By the 1850s, the term crinoline was more usually applied to the fashionable silhouette provided by horsehair petticoats, and to the hoop skirts that replaced them in the mid-1850s which were able to hold skirts out even further!
The steel-hooped cage crinoline, first patented in April 1856 by R.C. Milliet in Paris, and by their agent in Britain a few months later, became extremely popular. Steel cage crinolines were mass-produced in huge quantity, with factories across the Western world producing tens of thousands in a year. Alternative materials, such as whalebone and natural rubber were used for hoops, although steel was the most popular. At its widest point, the crinoline could reach a circumference of up to six yards, although by the late 1860s, crinolines were beginning to reduce in size. By the early 1870s, the smaller crinolette and the bustle had largely replaced the crinoline.

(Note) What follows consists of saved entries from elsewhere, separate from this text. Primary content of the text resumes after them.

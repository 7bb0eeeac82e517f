//! CLI command implementations.

pub mod delete;
pub mod dump_log;
pub mod init;
pub mod link;
pub mod mirror_sync;
pub mod show;
pub mod status;
pub mod verify;
pub mod write;

use crate::config::WisdomConfig;
use chrono::{DateTime, SecondsFormat, Utc};
use wisdom_core::{DocId, Document, Library};

/// Result type shared by the commands.
pub type CommandResult<T = ()> = Result<T, Box<dyn std::error::Error>>;

/// Opens an existing library; `init` is the only command that creates one.
pub fn open_library(config: &WisdomConfig) -> CommandResult<Library> {
    let store = config.store_config().create_if_missing(false);
    Library::open_with_config(&config.db_path, store).map_err(|e| {
        format!(
            "cannot open library at {} ({}); run `wisdom init` first",
            config.db_path.display(),
            e
        )
        .into()
    })
}

/// Finds a live document by relative path or by id.
pub fn resolve_document(library: &Library, key: &str) -> CommandResult<Document> {
    if let Some(doc) = library.document_by_path(key)? {
        return Ok(doc);
    }
    if let Ok(doc_id) = DocId::parse(key) {
        if let Some(doc) = library.document(&doc_id)? {
            return Ok(doc);
        }
    }
    Err(format!("no live document with path or id {key:?}").into())
}

/// Formats Unix milliseconds as an RFC 3339 UTC timestamp for text output.
///
/// Values chrono cannot represent are printed as raw milliseconds.
pub fn format_millis(millis: i64) -> String {
    match DateTime::<Utc>::from_timestamp_millis(millis) {
        Some(at) => at.to_rfc3339_opts(SecondsFormat::Millis, true),
        None => format!("{millis}ms"),
    }
}

#[cfg(test)]
mod tests {
    use super::*;
    use wisdom_core::DocumentWrite;

    #[test]
    fn resolves_by_path_then_id() {
        let library = Library::open_in_memory().unwrap();
        let doc = library
            .write_document(DocumentWrite::new("a.md", "markdown", "a"))
            .unwrap();

        assert_eq!(resolve_document(&library, "a.md").unwrap().doc_id, doc.doc_id);
        assert_eq!(
            resolve_document(&library, &doc.doc_id.to_string())
                .unwrap()
                .relative_path,
            "a.md"
        );
        assert!(resolve_document(&library, "missing.md").is_err());
    }

    #[test]
    fn millis_format() {
        assert_eq!(format_millis(1_500), "1970-01-01T00:00:01.500Z");
        assert_eq!(format_millis(1_700_000_000_123), "2023-11-14T22:13:20.123Z");
        assert_eq!(format_millis(i64::MAX), format!("{}ms", i64::MAX));
    }
}
//! Mirror-sync command implementation.
//!
//! Runs a full client sync against the local library through the real
//! protocol path: CBOR messages handed to an in-process sync server.

use super::{open_library, CommandResult};
use crate::config::WisdomConfig;
use std::path::PathBuf;
use wisdom_sync_engine::{
    ChannelTransport, MessageChannel, Mirror, RetryConfig, SqliteMirror, SyncConfig, SyncEngine,
    SyncError, SyncResult,
};
use wisdom_sync_server::{ServerConfig, SyncServer};

/// Options for `wisdom mirror-sync`.
#[derive(Debug, Clone)]
pub struct MirrorSyncArgs {
    /// Mirror database; defaults to `<data>/mirror.db`.
    pub mirror: Option<PathBuf>,
    /// Client id reported to the server.
    pub client_id: String,
    /// Events per pull; defaults to `WISDOM_PULL_BATCH`.
    pub batch: Option<u32>,
    /// Rebuild the mirror from cursor 0.
    pub reset: bool,
    /// List mirrored documents afterwards.
    pub list: bool,
}

/// Hands encoded messages straight to a [`SyncServer`].
pub struct InProcessChannel {
    server: SyncServer,
}

impl InProcessChannel {
    /// Wraps a server.
    pub fn new(server: SyncServer) -> Self {
        Self { server }
    }
}

impl MessageChannel for InProcessChannel {
    fn exchange(&self, body: Vec<u8>) -> SyncResult<Vec<u8>> {
        self.server.handle_bytes(&body).map_err(|e| {
            if e.is_client_error() {
                SyncError::Protocol(e.to_string())
            } else {
                SyncError::ServerError(e.to_string())
            }
        })
    }

    fn is_healthy(&self) -> bool {
        true
    }
}

/// Brings the mirror up to date with the library.
pub fn run(config: &WisdomConfig, args: MirrorSyncArgs) -> CommandResult {
    let library = open_library(config)?;
    let server = SyncServer::new(ServerConfig::default(), library);

    let mirror_path = args.mirror.unwrap_or_else(|| config.mirror_path());
    let mirror = SqliteMirror::open(&mirror_path)?;
    if args.reset {
        mirror.reset()?;
    }

    let sync_config = SyncConfig::new(args.client_id)
        .with_pull_batch_size(args.batch.unwrap_or(config.pull_batch))
        .with_retry(RetryConfig::new(3));
    let engine = SyncEngine::new(
        sync_config,
        ChannelTransport::new(InProcessChannel::new(server)),
        mirror,
    );

    let result = engine.sync_with_retry()?;
    println!("Mirror {}", mirror_path.display());
    println!("  Cursor:   {}", result.cursor);
    println!("  Batches:  {}", result.batches);
    println!(
        "  Events:   {} pulled, {} applied, {} skipped, {} ignored",
        result.pulled, result.applied, result.skipped, result.ignored
    );
    if result.reset {
        println!("  Mirror was ahead of the log and has been rebuilt");
    }
    println!("  Took:     {:?}", result.duration);

    if args.list {
        for doc in engine.mirror().documents()? {
            println!("  {} {} ({})", doc.last_seq, doc.relative_path, doc.doc_id);
        }
    }
    Ok(())
}

#[cfg(test)]
mod tests {
    use super::*;
    use wisdom_core::{DocumentWrite, Library};

    #[test]
    fn in_process_sync_reaches_head() {
        let library = Library::open_in_memory().unwrap();
        library
            .write_document(DocumentWrite::new("a.md", "markdown", "a"))
            .unwrap();
        library
            .write_document(DocumentWrite::new("b.md", "markdown", "b"))
            .unwrap();
        let server = SyncServer::new(ServerConfig::default(), library);

        let engine = SyncEngine::new(
            SyncConfig::new("cli-test").with_pull_batch_size(1),
            ChannelTransport::new(InProcessChannel::new(server)),
            SqliteMirror::open_in_memory().unwrap(),
        );
        let result = engine.sync().unwrap();
        assert_eq!(result.cursor, 2);
        assert_eq!(engine.mirror().documents().unwrap().len(), 2);
    }
}
//! Schema migrations.
//!
//! Migrations are:
//! - **Versioned**: each has a unique version; they apply in version order
//! - **Forward-only**: there is no rollback, use a backup of the file instead
//! - **Transactional**: each migration and its bookkeeping row commit together
//! - **Validated**: an unknown applied version or a gap below the highest
//!   applied version is refused before anything runs
//!
//! ```rust,ignore
//! let mut manager = MigrationManager::new();
//! manager.register(Box::new(SqlMigration::new(1, "0001_initial", "CREATE TABLE ...")))?;
//! manager.run_pending(&mut conn)?;
//! ```

use crate::error::{CoreError, CoreResult};
use crate::store::table_exists;
use crate::types::now_millis;
use rusqlite::{params, Connection, Transaction};
use std::collections::BTreeMap;

/// Version number for migrations.
pub type MigrationVersion = u64;

const BOOKKEEPING_TABLE: &str = "
CREATE TABLE IF NOT EXISTS schema_migrations (
    version INTEGER PRIMARY KEY,
    name TEXT NOT NULL,
    applied_at INTEGER NOT NULL
);
";

/// Information about a registered migration.
#[derive(Debug, Clone, PartialEq, Eq)]
pub struct MigrationInfo {
    /// Version number.
    pub version: MigrationVersion,
    /// Human-readable name.
    pub name: String,
    /// Description of what this migration does.
    pub description: Option<String>,
}

/// A migration recorded in `schema_migrations`.
#[derive(Debug, Clone, PartialEq, Eq)]
pub struct AppliedMigration {
    /// Version number.
    pub version: MigrationVersion,
    /// Migration name.
    pub name: String,
    /// When the migration was applied (Unix milliseconds).
    pub applied_at: i64,
}

/// Migration state read from the database.
#[derive(Debug, Clone, Default, PartialEq, Eq)]
pub struct MigrationState {
    /// Applied migrations in version order.
    pub applied: Vec<AppliedMigration>,
}

impl MigrationState {
    /// Reads the state. A database without the bookkeeping table has
    /// nothing applied.
    pub fn load(conn: &Connection) -> CoreResult<Self> {
        if !table_exists(conn, "schema_migrations")? {
            return Ok(Self::default());
        }
        let mut stmt =
            conn.prepare("SELECT version, name, applied_at FROM schema_migrations ORDER BY version")?;
        let applied = stmt
            .query_map([], |row| {
                Ok(AppliedMigration {
                    version: row.get::<_, i64>(0)? as MigrationVersion,
                    name: row.get(1)?,
                    applied_at: row.get(2)?,
                })
            })?
            .collect::<Result<Vec<_>, _>>()?;
        Ok(Self { applied })
    }

    /// Highest applied version, 0 when nothing is applied.
    #[must_use]
    pub fn current_version(&self) -> MigrationVersion {
        self.applied.last().map(|m| m.version).unwrap_or(0)
    }

    /// Checks if a version has been applied.
    #[must_use]
    pub fn is_applied(&self, version: MigrationVersion) -> bool {
        self.applied.iter().any(|m| m.version == version)
    }
}

/// Result of running all pending migrations.
#[derive(Debug, Clone, PartialEq, Eq)]
pub struct MigrationRunResult {
    /// Migrations applied by this run, in order.
    pub applied: Vec<MigrationInfo>,
    /// The schema version after the run.
    pub final_version: MigrationVersion,
}

/// Trait for defining migrations.
pub trait Migration: Send + Sync {
    /// Returns the version number for this migration.
    fn version(&self) -> MigrationVersion;

    /// Returns the name of this migration.
    fn name(&self) -> &str;

    /// Returns an optional description.
    fn description(&self) -> Option<&str> {
        None
    }

    /// Applies the migration inside the given transaction.
    fn up(&self, tx: &Transaction<'_>) -> CoreResult<()>;
}

/// A migration consisting of one embedded SQL batch.
#[derive(Debug, Clone)]
pub struct SqlMigration {
    version: MigrationVersion,
    name: &'static str,
    description: Option<&'static str>,
    sql: &'static str,
}

impl SqlMigration {
    /// Creates a migration from an SQL batch.
    pub const fn new(version: MigrationVersion, name: &'static str, sql: &'static str) -> Self {
        Self {
            version,
            name,
            description: None,
            sql,
        }
    }

    /// Attaches a description.
    #[must_use]
    pub const fn with_description(mut self, description: &'static str) -> Self {
        self.description = Some(description);
        self
    }
}

impl Migration for SqlMigration {
    fn version(&self) -> MigrationVersion {
        self.version
    }

    fn name(&self) -> &str {
        self.name
    }

    fn description(&self) -> Option<&str> {
        self.description
    }

    fn up(&self, tx: &Transaction<'_>) -> CoreResult<()> {
        tx.execute_batch(self.sql)?;
        Ok(())
    }
}

/// Manages schema migrations.
pub struct MigrationManager {
    migrations: BTreeMap<MigrationVersion, Box<dyn Migration>>,
}

impl MigrationManager {
    /// Creates an empty migration manager.
    #[must_use]
    pub fn new() -> Self {
        Self {
            migrations: BTreeMap::new(),
        }
    }

    /// Registers a migration.
    ///
    /// Returns an error if the version is 0 or already registered.
    pub fn register(&mut self, migration: Box<dyn Migration>) -> CoreResult<()> {
        let version = migration.version();
        if version == 0 {
            return Err(CoreError::migration("migration versions start at 1"));
        }
        if self.migrations.contains_key(&version) {
            return Err(CoreError::migration(format!(
                "migration version {} already registered",
                version
            )));
        }
        self.migrations.insert(version, migration);
        Ok(())
    }

    /// Returns registered migrations in version order.
    #[must_use]
    pub fn list(&self) -> Vec<MigrationInfo> {
        self.migrations.values().map(|m| info(m.as_ref())).collect()
    }

    /// Highest registered version.
    #[must_use]
    pub fn latest_version(&self) -> MigrationVersion {
        self.migrations.keys().next_back().copied().unwrap_or(0)
    }

    /// Returns migrations not yet applied.
    #[must_use]
    pub fn pending(&self, state: &MigrationState) -> Vec<MigrationInfo> {
        self.migrations
            .values()
            .filter(|m| !state.is_applied(m.version()))
            .map(|m| info(m.as_ref()))
            .collect()
    }

    /// Checks that recorded state is consistent with the registered set.
    pub fn validate_state(&self, state: &MigrationState) -> CoreResult<()> {
        for applied in &state.applied {
            match self.migrations.get(&applied.version) {
                None => {
                    return Err(CoreError::migration(format!(
                        "unknown applied migration version {} ({})",
                        applied.version, applied.name
                    )))
                }
                Some(known) if known.name() != applied.name => {
                    return Err(CoreError::migration(format!(
                        "migration {} recorded as {:?} but registered as {:?}",
                        applied.version,
                        applied.name,
                        known.name()
                    )))
                }
                Some(_) => {}
            }
        }

        let highest = state.current_version();
        if let Some(missing) = self
            .migrations
            .keys()
            .find(|v| **v < highest && !state.is_applied(**v))
        {
            return Err(CoreError::migration(format!(
                "partial migration state: version {} missing below applied version {}",
                missing, highest
            )));
        }
        Ok(())
    }

    /// Validates the stored state and reports whether anything is pending.
    pub fn check(&self, conn: &Connection) -> CoreResult<MigrationState> {
        let state = MigrationState::load(conn)?;
        self.validate_state(&state)?;
        Ok(state)
    }

    /// Runs all pending migrations, each in its own transaction.
    ///
    /// Stops at the first failure; migrations applied before it stay applied.
    pub fn run_pending(&self, conn: &mut Connection) -> CoreResult<MigrationRunResult> {
        conn.execute_batch(BOOKKEEPING_TABLE)?;
        let state = self.check(conn)?;
        let mut applied = Vec::new();

        for migration in self
            .migrations
            .values()
            .filter(|m| !state.is_applied(m.version()))
        {
            let tx = conn.transaction()?;
            migration.up(&tx).map_err(|e| {
                CoreError::migration(format!("apply migration {}: {}", migration.name(), e))
            })?;
            tx.execute(
                "INSERT INTO schema_migrations (version, name, applied_at) VALUES (?1, ?2, ?3)",
                params![migration.version() as i64, migration.name(), now_millis()],
            )?;
            tx.commit().map_err(|e| {
                CoreError::migration(format!("commit migration {}: {}", migration.name(), e))
            })?;

            tracing::info!(
                version = migration.version(),
                name = migration.name(),
                "applied migration"
            );
            applied.push(info(migration.as_ref()));
        }

        let final_version = applied
            .last()
            .map(|m| m.version)
            .unwrap_or(state.current_version());
        Ok(MigrationRunResult {
            applied,
            final_version,
        })
    }
}

impl Default for MigrationManager {
    fn default() -> Self {
        Self::new()
    }
}

fn info(migration: &dyn Migration) -> MigrationInfo {
    MigrationInfo {
        version: migration.version(),
        name: migration.name().to_string(),
        description: migration.description().map(String::from),
    }
}

#[cfg(test)]
mod tests {
    use super::*;

    fn manager(migrations: &[(u64, &'static str, &'static str)]) -> MigrationManager {
        let mut manager = MigrationManager::new();
        for (version, name, sql) in migrations {
            manager
                .register(Box::new(SqlMigration::new(*version, name, sql)))
                .unwrap();
        }
        manager
    }

    fn two_tables() -> MigrationManager {
        // Registered out of order on purpose.
        manager(&[
            (2, "0002_second", "CREATE TABLE second_table (id INTEGER PRIMARY KEY);"),
            (1, "0001_first", "CREATE TABLE first_table (id INTEGER PRIMARY KEY);"),
        ])
    }

    fn has_table(conn: &Connection, name: &str) -> bool {
        conn.query_row(
            "SELECT COUNT(*) FROM sqlite_master WHERE type = 'table' AND name = ?1",
            [name],
            |row| row.get::<_, i64>(0),
        )
        .unwrap()
            == 1
    }

    #[test]
    fn applies_in_order_and_is_idempotent() {
        let mut conn = Connection::open_in_memory().unwrap();
        let manager = two_tables();

        let result = manager.run_pending(&mut conn).unwrap();
        assert_eq!(result.final_version, 2);
        let names: Vec<_> = result.applied.iter().map(|m| m.name.as_str()).collect();
        assert_eq!(names, vec!["0001_first", "0002_second"]);

        let rerun = manager.run_pending(&mut conn).unwrap();
        assert!(rerun.applied.is_empty());
        assert_eq!(rerun.final_version, 2);

        let state = MigrationState::load(&conn).unwrap();
        assert_eq!(state.applied.len(), 2);
    }

    #[test]
    fn duplicate_version_rejected() {
        let mut manager = two_tables();
        let err = manager
            .register(Box::new(SqlMigration::new(1, "dup", "SELECT 1;")))
            .unwrap_err();
        assert!(err.to_string().contains("already registered"));
        assert!(manager
            .register(Box::new(SqlMigration::new(0, "zero", "SELECT 1;")))
            .is_err());
    }

    #[test]
    fn unknown_applied_migration_fails() {
        let mut conn = Connection::open_in_memory().unwrap();
        let manager = two_tables();
        manager.run_pending(&mut conn).unwrap();

        conn.execute(
            "INSERT INTO schema_migrations (version, name, applied_at) VALUES (99, '0099_manual', 0)",
            [],
        )
        .unwrap();

        let err = manager.run_pending(&mut conn).unwrap_err();
        assert!(err.to_string().contains("unknown applied migration"));
    }

    #[test]
    fn partial_state_fails() {
        let mut conn = Connection::open_in_memory().unwrap();
        conn.execute_batch(BOOKKEEPING_TABLE).unwrap();
        conn.execute(
            "INSERT INTO schema_migrations (version, name, applied_at) VALUES (2, '0002_second', 0)",
            [],
        )
        .unwrap();

        let err = two_tables().run_pending(&mut conn).unwrap_err();
        assert!(err.to_string().contains("partial migration state"));
        assert!(!has_table(&conn, "first_table"));
    }

    #[test]
    fn renamed_migration_fails_validation() {
        let mut conn = Connection::open_in_memory().unwrap();
        two_tables().run_pending(&mut conn).unwrap();

        let renamed = manager(&[
            (1, "0001_renamed", "SELECT 1;"),
            (2, "0002_second", "SELECT 1;"),
        ]);
        assert!(renamed.check(&conn).is_err());
    }

    #[test]
    fn failed_migration_rolls_back_and_stops() {
        let mut conn = Connection::open_in_memory().unwrap();
        let manager = manager(&[
            (1, "0001_ok", "CREATE TABLE ok_table (id INTEGER PRIMARY KEY);"),
            (
                2,
                "0002_broken",
                "CREATE TABLE half_table (id INTEGER); THIS IS NOT SQL;",
            ),
            (3, "0003_never", "CREATE TABLE never_table (id INTEGER);"),
        ]);

        let err = manager.run_pending(&mut conn).unwrap_err();
        assert!(err.to_string().contains("0002_broken"));

        let state = MigrationState::load(&conn).unwrap();
        assert_eq!(state.current_version(), 1);
        assert!(has_table(&conn, "ok_table"));
        assert!(!has_table(&conn, "half_table"));
        assert!(!has_table(&conn, "never_table"));
    }

    #[test]
    fn pending_lists_unapplied() {
        let mut conn = Connection::open_in_memory().unwrap();
        let first_only = manager(&[(
            1,
            "0001_first",
            "CREATE TABLE first_table (id INTEGER PRIMARY KEY);",
        )]);
        first_only.run_pending(&mut conn).unwrap();

        let state = MigrationState::load(&conn).unwrap();
        let pending = two_tables().pending(&state);
        assert_eq!(pending.len(), 1);
        assert_eq!(pending[0].version, 2);
        assert_eq!(two_tables().latest_version(), 2);
    }
}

Crinolines were worn by women of every social standing and class across the Western world, from royalty to factory workers. This led to widespread media scrutiny and criticism, particularly in satirical magazines such as Punch. They were also hazardous if worn without due care, popping apart and blowing inside out. Thousands of women died in the mid-19th century as a result of their hooped skirts catching fire. Alongside fire, other hazards included the hoops being caught in machinery, carriage wheels, gusts of wind, or other obstacles.